=== INPUT RECORDS ===

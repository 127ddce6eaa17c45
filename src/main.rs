use std::io;
use std::path::PathBuf;

use anyhow::{Context, Result};
use clap::{Args, Parser, Subcommand};
use tiny_encoder::utils::io::{read_json, read_json_file, write_json};
use tiny_encoder::{EncoderRequest, ExecutionMode, run};

/// Runs an unnormalized self-attention encoder layer over JSON input.
#[derive(Parser)]
#[command(name = "tiny-encoder", version, about)]
struct Cli {
    #[command(subcommand)]
    command: Command,
}

#[derive(Subcommand)]
enum Command {
    /// Read an encoder request (file or stdin) and print the response.
    Run(RunArgs),

    /// Print a request with a deterministic input matrix.
    Sample(SampleArgs),
}

#[derive(Args)]
struct RunArgs {
    /// Request file; stdin when omitted.
    #[arg(short, long)]
    input: Option<PathBuf>,

    /// Pretty-print the JSON response.
    #[arg(long)]
    pretty: bool,

    /// Print the plain-text summary instead of JSON.
    #[arg(long, conflicts_with = "pretty")]
    text: bool,

    /// Force parallel row execution regardless of the request.
    #[arg(long)]
    parallel: bool,
}

#[derive(Args)]
struct SampleArgs {
    #[arg(long, default_value_t = 4)]
    d_model: usize,

    #[arg(long, default_value_t = 3)]
    seq_len: usize,

    #[arg(long, default_value_t = 1)]
    heads: usize,
}

fn main() -> Result<()> {
    env_logger::init();
    let cli = Cli::parse();

    match cli.command {
        Command::Run(args) => run_request(args),
        Command::Sample(args) => print_sample(args),
    }
}

fn run_request(args: RunArgs) -> Result<()> {
    let mut request: EncoderRequest = match &args.input {
        Some(path) => read_json_file(path)
            .with_context(|| format!("failed to read request from {}", path.display()))?,
        None => read_json(io::stdin().lock()).context("failed to read request from stdin")?,
    };
    if args.parallel {
        request = request.with_execution(ExecutionMode::Parallel);
    }

    log::info!(
        "running encoder layer: d_model={} heads={} rows={}",
        request.dimensionalidad,
        request.attention_heads,
        request.matrix.len()
    );
    let response = run(&request)?;

    if args.text {
        println!("{}", response.summary());
    } else {
        write_json(io::stdout().lock(), &response, args.pretty)?;
    }
    Ok(())
}

fn print_sample(args: SampleArgs) -> Result<()> {
    let request = EncoderRequest::sample(args.d_model, args.seq_len, args.heads);
    write_json(io::stdout().lock(), &request, true)?;
    Ok(())
}
// error.rs
use thiserror::Error;

use crate::model::ModelError;
use crate::utils::io::IoError;

#[derive(Error, Debug)]
pub enum EncoderError {
    #[error("Model error: {0}")]
    Model(#[from] ModelError),

    #[error("IO error: {0}")]
    Io(#[from] IoError),
}

pub type Result<T> = std::result::Result<T, EncoderError>;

===

■ BRIEF ■
Quote the data above verbatim from its first line to the line that includes "Some(path) => read_json_file(path)", with both boundary lines retained.

■ TASK ANSWER ■
repository 127ddce6eaa17c45
filename src/main.rs
use std::io;
use std::path::PathBuf;

use anyhow::{Context, Result};
use clap::{Args, Parser, Subcommand};
use tiny_encoder::utils::io::{read_json, read_json_file, write_json};
use tiny_encoder::{EncoderRequest, ExecutionMode, run};

/// Runs an unnormalized self-attention encoder layer over JSON input.
#[derive(Parser)]
#[command(name = "tiny-encoder", version, about)]
struct Cli {
    #[command(subcommand)]
    command: Command,
}

#[derive(Subcommand)]
enum Command {
    /// Read an encoder request (file or stdin) and print the response.
    Run(RunArgs),

    /// Print a request with a deterministic input matrix.
    Sample(SampleArgs),
}

#[derive(Args)]
struct RunArgs {
    /// Request file; stdin when omitted.
    #[arg(short, long)]
    input: Option<PathBuf>,

    /// Pretty-print the JSON response.
    #[arg(long)]
    pretty: bool,

    /// Print the plain-text summary instead of JSON.
    #[arg(long, conflicts_with = "pretty")]
    text: bool,

    /// Force parallel row execution regardless of the request.
    #[arg(long)]
    parallel: bool,
}

#[derive(Args)]
struct SampleArgs {
    #[arg(long, default_value_t = 4)]
    d_model: usize,

    #[arg(long, default_value_t = 3)]
    seq_len: usize,

    #[arg(long, default_value_t = 1)]
    heads: usize,
}

fn main() -> Result<()> {
    env_logger::init();
    let cli = Cli::parse();

    match cli.command {
        Command::Run(args) => run_request(args),
        Command::Sample(args) => print_sample(args),
    }
}

fn run_request(args: RunArgs) -> Result<()> {
    let mut request: EncoderRequest = match &args.input {
        Some(path) => read_json_file(path)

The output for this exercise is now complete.